Trump told a gathering of conservative Christians over the weekend that there would be no need to vote again in four years, urging them to vote in November. He had a chance on Monday to clarify what he meant, but did little to address the backlash from people who argued he was suggesting there would be no more elections.
Trump was in Chicago on Wednesday to attend the National Association of Black Journalists (NABJ) convention, where he clashed with ABC News correspondent Rachel Scott and sparked a heated debate by falsely questioning Harris’ mixed race ancestry.
“I didn’t know she was black until a few years ago when she happened to be black, and now she wants to be known as black,” Trump said.
The former president has also made it a point to attack Harris’ intellect in recent public comments, claiming that she struggled to pass the bar exam and, in an interview with Fox Business Network that aired Friday, repeatedly calling Harris “not a smart person.”
Caroline Leavitt, a spokeswoman for the Trump campaign, said in a statement that race and gender “have absolutely no bearing on why Kamala Harris is the most unpopular Vice President in history.”
“From his duplicity on fracking to his lies about his role as Biden’s failed border chief, President Trump is shining a light on Kamala and her campaign’s attempts to rewrite history,” Leavitt said. “If they’re brazen enough to lie to the American people about things that are easy to disprove, what else are they lying about?”
The campaign itself has focused on attacking Harris over immigration and the southern border, and this week launched an attack ad describing the vice president as “failed, weak and dangerously liberal.”
And Republicans argue these issues are to their advantage: Polls show voters trust Trump on immigration and the economy, two issues that consistently rank at or near the top in surveys of voter concerns.
The question is whether Trump can stay focused on the issues without descending into personal attacks that remind independents and moderate voters why they don’t want to support him.
“There’s no question he can do that,” former Trump press secretary Sean Spicer said. “If you look at the last few elections, he’s attacked candidates in his own way, in the primaries and in the general election, and he’s been largely successful.”

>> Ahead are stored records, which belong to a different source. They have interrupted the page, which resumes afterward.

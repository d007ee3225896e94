//! Prediction service response types.
//!
//! Nothing here is schema-checked: every number is coerced leniently and a
//! missing value reads as NaN, which the formatters render as a placeholder.

use homagama_core::numeric::{lenient_f64, nan};
use serde::{Deserialize, Deserializer};
use serde_json::Value;

/// Today's observations as echoed back by the service.
#[derive(Debug, Clone, Copy, Deserialize)]
pub struct TodayData {
    #[serde(default = "nan", deserialize_with = "lenient_f64")]
    pub temp_max: f64,
    #[serde(default = "nan", deserialize_with = "lenient_f64")]
    pub temp_min: f64,
    #[serde(default = "nan", deserialize_with = "lenient_f64")]
    pub temp_avg: f64,
    #[serde(default = "nan", deserialize_with = "lenient_f64")]
    pub precipitation: f64,
}

impl Default for TodayData {
    fn default() -> Self {
        Self {
            temp_max: f64::NAN,
            temp_min: f64::NAN,
            temp_avg: f64::NAN,
            precipitation: f64::NAN,
        }
    }
}

#[derive(Debug, Clone, Deserialize)]
pub struct PredictionResult {
    #[serde(default = "nan", deserialize_with = "lenient_f64")]
    pub predicted_temp: f64,
    #[serde(default = "nan", deserialize_with = "lenient_f64")]
    pub predicted_rain_chance: f64,
    /// Anything other than a JSON object means "nothing echoed"
    #[serde(default, deserialize_with = "lenient_today")]
    today_data: Option<TodayData>,
}

/// Reads `today_data` without failing the whole response: non-objects
/// (`null`, strings, arrays, numbers) become `None`.
fn lenient_today<'de, D>(deserializer: D) -> Result<Option<TodayData>, D::Error>
where
    D: Deserializer<'de>,
{
    match Value::deserialize(deserializer)? {
        value @ Value::Object(_) => serde_json::from_value(value)
            .map(Some)
            .map_err(serde::de::Error::custom),
        _ => Ok(None),
    }
}

impl PredictionResult {
    pub fn new(predicted_temp: f64, predicted_rain_chance: f64, today: TodayData) -> Self {
        Self {
            predicted_temp,
            predicted_rain_chance,
            today_data: Some(today),
        }
    }

    /// Echoed observations, with every field NaN when the service sent none
    pub fn today(&self) -> TodayData {
        self.today_data.unwrap_or_default()
    }
}
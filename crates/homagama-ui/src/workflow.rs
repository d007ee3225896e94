//! The fetch, extract, predict, render pipeline.

use chrono::{Local, TimeZone, Utc};
use homagama_core::{App, AppError};
use homagama_prediction::PredictionClient;
use homagama_weather::{request_date, FeatureRecord, WeatherProvider};
use std::fmt::Display;
use std::sync::atomic::{AtomicBool, Ordering};

use crate::port::{BusyGuard, PresentationPort};
use crate::view_model::{build_view_model, ViewModel};

const CALCULATING_STATUS: &str = "Calculating the freshest forecast...";
const FAILURE_STATUS: &str = "Unable to load weather data right now.";

/// One prediction run per trigger, reported through a [`PresentationPort`].
///
/// Only one run may be in flight at a time; a trigger that arrives while a
/// run is pending is refused with [`AppError::Busy`].
pub struct PredictionWorkflow<Tz: TimeZone = Local> {
    weather: WeatherProvider,
    predictor: PredictionClient,
    tz: Tz,
    in_flight: AtomicBool,
}

impl<Tz: TimeZone> PredictionWorkflow<Tz>
where
    Tz::Offset: Display,
{
    pub fn new(weather: WeatherProvider, predictor: PredictionClient, tz: Tz) -> Self {
        Self {
            weather,
            predictor,
            tz,
            in_flight: AtomicBool::new(false),
        }
    }

    /// Wire both clients from the application's resolved configuration.
    pub fn from_app(app: &App, tz: Tz) -> Result<Self, AppError> {
        let weather = WeatherProvider::from_config(&app.config().weather)
            .map_err(|e| AppError::from(anyhow::Error::new(e)))?;
        let predictor = PredictionClient::new(app.prediction_url())
            .map_err(|e| AppError::from(anyhow::Error::new(e)))?;

        Ok(Self::new(weather, predictor, tz))
    }

    pub fn is_busy(&self) -> bool {
        self.in_flight.load(Ordering::Acquire)
    }

    /// Run the pipeline once and report the outcome to `port`.
    ///
    /// The port sees `show_busy` first and `hide_busy` last, with exactly
    /// one of `show_results` or `show_error` in between.
    pub async fn run<P>(&self, port: &mut P) -> Result<ViewModel, AppError>
    where
        P: PresentationPort + ?Sized,
    {
        let Some(mut guard) = BusyGuard::acquire(port, &self.in_flight) else {
            tracing::warn!("Prediction already in flight, ignoring trigger");
            return Err(AppError::Busy);
        };

        guard.announce_status(CALCULATING_STATUS);

        match self.execute().await {
            Ok(view) => {
                guard.show_results(&view);
                guard.announce_status(&view.status);
                Ok(view)
            }
            Err(e) => {
                tracing::error!(error = %e, "Prediction workflow failed");
                guard.show_error(&e.user_message());
                guard.announce_status(FAILURE_STATUS);
                Err(e)
            }
        }
    }

    async fn execute(&self) -> Result<ViewModel, AppError> {
        let observation = self.weather.fetch().await?;

        let today = request_date(&observation, &self.tz)?;
        let features = FeatureRecord::from_observation(&observation, &today)?;
        tracing::info!(
            month = features.month,
            day_of_year = features.day_of_year,
            "Sending data to prediction model"
        );

        let prediction = self.predictor.predict(&features).await?;

        let updated_at = Utc::now().with_timezone(&self.tz);
        Ok(build_view_model(
            &prediction,
            &observation,
            self.weather.location(),
            &today,
            &updated_at,
        ))
    }
}

#[cfg(test)]
mod tests {
    use super::*;
    use homagama_core::Config;
    use homagama_weather::Location;

    #[test]
    fn test_from_app_uses_resolved_endpoint() {
        let app = App::with_config(Config::default());
        let workflow = PredictionWorkflow::from_app(&app, Utc).unwrap();

        assert_eq!(workflow.predictor.url(), app.prediction_url());
        assert_eq!(workflow.weather.location(), &Location::default());
        assert!(!workflow.is_busy());
    }

    #[test]
    fn test_from_app_uses_configured_weather_host() {
        let mut config = Config::default();
        config.weather.base_url = "http://127.0.0.1:8089".to_string();
        let app = App::with_config(config);

        let workflow = PredictionWorkflow::from_app(&app, Utc).unwrap();
        assert!(workflow
            .weather
            .forecast_url()
            .starts_with("http://127.0.0.1:8089/v1/forecast?"));
    }
}
//! Weather observations for Homagama
//!
//! Fetches the daily aggregates and hourly series from the Open-Meteo API
//! for one fixed location, and derives the feature record handed to the
//! prediction service.

pub mod error;
pub mod features;
pub mod location;
pub mod provider;
pub mod types;

pub use error::WeatherError;
pub use features::{day_of_year, extract_features, request_date, FeatureRecord, HOURLY_SAMPLES};
pub use location::Location;
pub use provider::WeatherProvider;
pub use types::*;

“At the end of the day, what people need to remember is this,” Spicer said. “He did it his way and he was successful.”
At a rally in Pennsylvania on Wednesday, Trump criticized Harris for reversing course on several issues, including banning fracking, supporting Medicare for All and overhauling the police budget.
But he also stressed the difficulty of staying focused on policy, at one point joking that his speechwriters “bored me” and asking the audience if they were OK with him going off script.
“I tend to rant about 75 percent of the time,” Trump joked.